In today’s accountability climate, institutional leaders create and rely on data- driven decisions to promote the success of their institutions. Much of this data collection is delegated to internal stakeholders, such as faculty members, to obtain and systematically report. I along with two graduate students have a new book chapter coming out on the faculty perspectives on the use of data in higher education. In today’s post, I want to share what we see as the five challenges facing higher education in the area of faculty and data strategy.
Shifting Institutional Data Practices
To meet the demands of accountability, accreditation requires evidence of continuous improvement, especially regarding student learning outcomes, through faculty-driven assessment. The production of data on student learning outcomes relies heavily on the efforts of faculty members, who are left feeling that reporting this data increases their workload with little perceivable benefit. Faculty’s lack of clarity on the benefit of these data serves as a root cause of much of the skepticism that attends institutionally solicited data.
Challenge 1: Definition of “Data”
The word “data” can mean many things at different levels of an institution. Thus, one common challenge is the lack of a clear, institution-wide definition of the term. Faculty and their institutions may not share the same view of the importance of various data. What faculty view as important data may differ from the data valued by their institutions. At times, data solicited from faculty by their institution can feel irrelevant and be frustrating to produce. Data managers should consider the clarity and potentially negative perception of data-related terms when creating and communicating a data strategy plan or process with faculty.
Challenge 2: Where Does the Data Go?
When faculty members are asked to report analytics about their courses or students, for instance, they are all too often left out of the loop on the findings and end use of the data. Therefore, producing data can at times feel like tossing work into an abyss, causing faculty to question why they should contribute to such efforts in the first place. To help mitigate this issue, institutional leaders must work purposefully to secure faculty buy-in for the data their institution seeks and ensure that faculty are included in final reporting distributions.
Challenge 3: Perceived Harms of Data
Along the same lines as Challenge 2, a lack of clarity as to the process, purpose, and benefits of data collection may cause faculty to wonder how data can hurt or help them. Faculty reactions to both of these questions can be problematic. If driven by fear, faculty may be hesitant to participate willingly in data collection, drag their feet on fulfilling reporting requirements, or express skepticism and frustration about the value of the data. If driven by perceived benefit, however, faculty may be inclined to produce potentially suspect data that could paint them or their work in a positive light. For example, if an institution wants to see more summative growth in student learning at end-of-course exams, a faculty member may grade less harshly on such an exam for fear that lower grades would reflect poorly on her teaching performance. To counteract such unintended and negative outcomes, institu- tions should clearly convey how the data that faculty are tasked with produ- cing will be used (and not used) as part of the data strategy process.
Challenge 4: Technology
Typically, institutions today employ online systems or software to help streamline and automate data usage. Often these systems integrate with other institutional systems already in regular use; however, at times they stand alone and necessitate a unique process for data collection. As with all technology, there is a learning curve involved in using data collection software effectively. Therefore, in addition to needing to report data metrics, faculty are tasked with learning software programs that they may only use infrequently. To combat this challenge, institutional leaders and data managers must consider the learning curve inherent to their data collection systems and help faculty get up to speed as quickly as possible.
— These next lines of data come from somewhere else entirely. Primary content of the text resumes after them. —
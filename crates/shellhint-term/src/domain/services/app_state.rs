use anyhow::Result;
use tokio::sync::mpsc;
use tui_textarea::Input;
use tui_textarea::Key;
use tui_textarea::TextArea;

use crate::domain::models::Action;
use crate::domain::models::BackendError;
use crate::domain::models::Banner;
use crate::domain::models::CommandOutcome;
use crate::domain::models::CommandReport;
use crate::domain::models::Event;
use crate::domain::models::MenuAction;
use crate::domain::models::RawSuggestionPayload;
use crate::domain::models::SpinnerKind;
use crate::domain::models::Suggestion;

#[cfg(test)]
#[path = "app_state_test.rs"]
mod tests;

pub const INPUT_PLACEHOLDER: &str = "Describe the command you want to run";
pub const DANGER_NOTICE: &str = "WARNING: This command could be dangerous to run";
pub const PULL_NOTICE: &str = "Pulling the model from the server";
pub const UNSAFE_RUN_NOTICE: &str =
    "Command not executed because it is not safe, copy it and run it manually";

#[derive(Debug, Clone, PartialEq, Eq)]
pub struct Review {
    pub suggestion: Suggestion,
    pub selected: MenuAction,
}

#[derive(Debug, Clone, PartialEq, Eq)]
pub enum Phase {
    Editing,
    Awaiting,
    Reviewing(Review),
}

fn new_input<'a>() -> TextArea<'a> {
    let mut input = TextArea::default();
    input.set_placeholder_text(INPUT_PLACEHOLDER);
    return input;
}

pub struct AppState<'a> {
    pub banner: Option<Banner>,
    pub finished: Vec<CommandReport>,
    pub input: TextArea<'a>,
    pub phase: Phase,
    pub should_quit: bool,
    pub spinner: SpinnerKind,
    pub spinner_tick: usize,
}

impl<'a> Default for AppState<'a> {
    fn default() -> AppState<'a> {
        return AppState::new();
    }
}

impl<'a> AppState<'a> {
    pub fn new() -> AppState<'a> {
        return AppState {
            banner: None,
            finished: vec![],
            input: new_input(),
            phase: Phase::Editing,
            should_quit: false,
            spinner: SpinnerKind::random(&mut rand::thread_rng()),
            spinner_tick: 0,
        };
    }

    pub fn input_text(&self) -> String {
        return self.input.lines().join("\n");
    }

    pub fn suggestion(&self) -> Option<&Suggestion> {
        if let Phase::Reviewing(review) = &self.phase {
            return Some(&review.suggestion);
        }

        return None;
    }

    pub fn selected_action(&self) -> Option<MenuAction> {
        if let Phase::Reviewing(review) = &self.phase {
            return Some(review.selected);
        }

        return None;
    }

    pub fn spinner_frame(&self) -> &'static str {
        return self.spinner.frame(self.spinner_tick);
    }

    /// Applies one event. Background work is requested through `tx`; nothing
    /// here blocks on it.
    pub fn handle_event(&mut self, event: Event, tx: &mpsc::UnboundedSender<Action>) -> Result<()> {
        if self.should_quit {
            tracing::debug!(event = ?event, "ignoring event after quit");
            return Ok(());
        }

        match event {
            Event::KeyboardCTRLC => self.quit(),
            Event::UITick => self.tick(),
            Event::KeyboardEnter => match self.phase {
                Phase::Editing => self.submit(tx)?,
                Phase::Reviewing(_) => self.activate(tx)?,
                Phase::Awaiting => tracing::debug!("request in flight, ignoring submit"),
            },
            Event::KeyboardUp => self.navigate(MenuAction::previous),
            Event::KeyboardDown => self.navigate(MenuAction::next),
            Event::KeyboardCharInput(input) => self.handle_char_input(input),
            Event::KeyboardPaste(text) => {
                if self.phase == Phase::Editing {
                    self.input.insert_str(text.replace(['\r', '\n'], " "));
                }
            }
            Event::BackendPullStarted => {
                if self.phase == Phase::Awaiting {
                    self.banner = Some(Banner::info(PULL_NOTICE));
                }
            }
            Event::BackendPullProgress(percent) => {
                if self.phase == Phase::Awaiting {
                    self.banner = Some(Banner::info(&format!("Pulling model: {percent}%")));
                }
            }
            Event::BackendResponse(payload) => self.handle_backend_response(payload),
            Event::BackendFailure(err) => self.handle_backend_failure(err),
            Event::ClipboardFailed(reason) => {
                self.banner = Some(Banner::warning(&format!(
                    "Failed to copy to clipboard: {reason}"
                )));
            }
            Event::CommandFinished(report) => self.handle_command_finished(report),
        }

        return Ok(());
    }

    fn quit(&mut self) {
        tracing::debug!("quitting");
        self.should_quit = true;
    }

    fn tick(&mut self) {
        if self.phase != Phase::Awaiting {
            return;
        }

        self.spinner_tick += 1;
        if self.spinner_tick > self.spinner.reseed_threshold() {
            self.spinner = SpinnerKind::random(&mut rand::thread_rng());
            self.spinner_tick = 0;
        }
    }

    fn submit(&mut self, tx: &mpsc::UnboundedSender<Action>) -> Result<()> {
        let request = self.input_text().trim().to_string();
        if request.is_empty() {
            tracing::debug!("ignoring empty submit");
            return Ok(());
        }

        self.input = new_input();
        self.banner = None;
        self.phase = Phase::Awaiting;
        tx.send(Action::Generate(request))?;

        return Ok(());
    }

    fn handle_backend_response(&mut self, payload: RawSuggestionPayload) {
        if self.phase != Phase::Awaiting {
            tracing::debug!("ignoring response, no request in flight");
            return;
        }

        let suggestion = match Suggestion::parse(&payload) {
            Ok(suggestion) => suggestion,
            Err(err) => {
                tracing::warn!(payload = %payload.as_str(), error = %err, "unusable suggestion");
                self.handle_backend_failure(err);
                return;
            }
        };

        self.banner = if suggestion.safe {
            None
        } else {
            Some(Banner::warning(DANGER_NOTICE))
        };
        self.phase = Phase::Reviewing(Review {
            suggestion,
            selected: MenuAction::default(),
        });
    }

    fn handle_backend_failure(&mut self, err: BackendError) {
        if self.phase != Phase::Awaiting {
            tracing::debug!(error = %err, "ignoring failure, no request in flight");
            return;
        }

        self.phase = Phase::Editing;
        self.banner = Some(Banner::warning(&err.to_string()));
    }

    fn handle_command_finished(&mut self, report: CommandReport) {
        let text = match &report.outcome {
            outcome if outcome.success() => None,
            CommandOutcome::Exited(code) => Some(format!("Command exited with status {code}")),
            CommandOutcome::Signalled => Some("Command was terminated by a signal".to_string()),
            CommandOutcome::SpawnFailed(reason) => Some(format!("Failed to run command: {reason}")),
        };

        if let Some(text) = text {
            self.banner = Some(Banner::warning(&text));
        }
        self.finished.push(report);
    }

    fn handle_char_input(&mut self, input: Input) {
        match self.phase {
            Phase::Editing => {
                // Single line input, Enter is handled as submit.
                if matches!(
                    input,
                    Input {
                        key: Key::Char('m') | Key::Char('j'),
                        ctrl: true,
                        ..
                    }
                ) {
                    return;
                }
                self.input.input(input);
            }
            Phase::Reviewing(_) => match input.key {
                Key::Char('k') => self.navigate(MenuAction::previous),
                Key::Char('j') => self.navigate(MenuAction::next),
                Key::Char('q') | Key::Esc => self.quit(),
                _ => {}
            },
            Phase::Awaiting => {}
        }
    }

    fn navigate(&mut self, step: fn(&MenuAction) -> MenuAction) {
        if let Phase::Reviewing(review) = &mut self.phase {
            review.selected = step(&review.selected);
        }
    }

    fn activate(&mut self, tx: &mpsc::UnboundedSender<Action>) -> Result<()> {
        let Phase::Reviewing(review) = &self.phase else {
            return Ok(());
        };
        let suggestion = review.suggestion.clone();
        let selected = review.selected;

        match selected {
            MenuAction::Copy => {
                tx.send(Action::CopyToClipboard(suggestion.command))?;
                self.banner = Some(Banner::info("Copied to clipboard"));
            }
            MenuAction::Run => {
                if suggestion.safe {
                    tx.send(Action::ExecuteCommand(suggestion.command))?;
                    self.banner = Some(Banner::info("Command executed"));
                } else {
                    tracing::warn!(command = %suggestion.command, "refusing to run unsafe command");
                    self.banner = Some(Banner::warning(UNSAFE_RUN_NOTICE));
                }
            }
            MenuAction::AskAgain => {
                self.input = new_input();
                self.banner = None;
                self.phase = Phase::Editing;
            }
            MenuAction::Quit => self.quit(),
        }

        return Ok(());
    }
}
Challenge 5: Overreliance on Quantitative Data
Much of the data solicited by institutional leaders and external stakeholders is traditionally “grounded in quantitative measurements that emphasize percentages and benchmarks because they are easy to collect, interpret and dis- tribute” (Contreras-McGavin & Kezar, 2007, p. 70). Accountability systems often require measurable (i.e., numeric) metrics to prove success. However, not all the work that faculty do to aid student learning can be captured with a number. Nor can all classroom learning be represented—much less analyzed—quantitatively. Qualitative measures, such as firsthand student accounts of coursework or reflections on institutional curricula, may be useful for a more holistic understanding of student learning successes and shortcomings.
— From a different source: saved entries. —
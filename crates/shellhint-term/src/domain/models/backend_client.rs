use async_trait::async_trait;
use tokio::sync::mpsc;

use crate::domain::models::BackendError;
use crate::domain::models::BackendName;
use crate::domain::models::Event;
use crate::domain::models::RawSuggestionPayload;

#[async_trait]
pub trait BackendClient: Send + Sync {
    fn name(&self) -> BackendName;

    /// Reports whether the configured model is present on the backend.
    async fn probe(&self) -> Result<bool, BackendError>;

    /// Downloads the configured model, posting `BackendPullProgress` events as
    /// percentages arrive. Percentages never go backwards.
    async fn pull(&self, event_tx: &mpsc::UnboundedSender<Event>) -> Result<(), BackendError>;

    async fn generate(&self, prompt: &str) -> Result<RawSuggestionPayload, BackendError>;

    async fn ensure_model_ready(
        &self,
        event_tx: &mpsc::UnboundedSender<Event>,
    ) -> Result<(), BackendError> {
        if self.probe().await? {
            return Ok(());
        }

        tracing::info!(backend = %self.name(), "model missing, pulling");
        let _ = event_tx.send(Event::BackendPullStarted);
        return self.pull(event_tx).await;
    }
}

pub type BackendClientBox = Box<dyn BackendClient>;
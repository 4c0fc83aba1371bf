#[derive(Debug, Clone, Copy, PartialEq, Eq)]
pub enum BannerKind {
    Info,
    Warning,
}

#[derive(Debug, Clone, PartialEq, Eq)]
pub struct Banner {
    pub text: String,
    pub kind: BannerKind,
}

impl Banner {
    pub fn info(text: &str) -> Banner {
        return Banner {
            text: text.to_string(),
            kind: BannerKind::Info,
        };
    }

    pub fn warning(text: &str) -> Banner {
        return Banner {
            text: text.to_string(),
            kind: BannerKind::Warning,
        };
    }
}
In sum, it is important to note that faculty of all ranks and positions face challenges with data. Those described above, rooted in the all too common uncertainty and lack of clarity surrounding the use and purpose of data, can be experienced by faculty in any role. Institutions can alleviate much faculty stress concerning data through carefully crafted communication and education, as well as purposeful efforts to include faculty voices when determining what types of data are valued.
This post is an excerpt from Faculty Perspectives in Data Strategy in Colleges and Universities: From Understanding to Implementation edited by Kristina Powers (Routledge, 2019).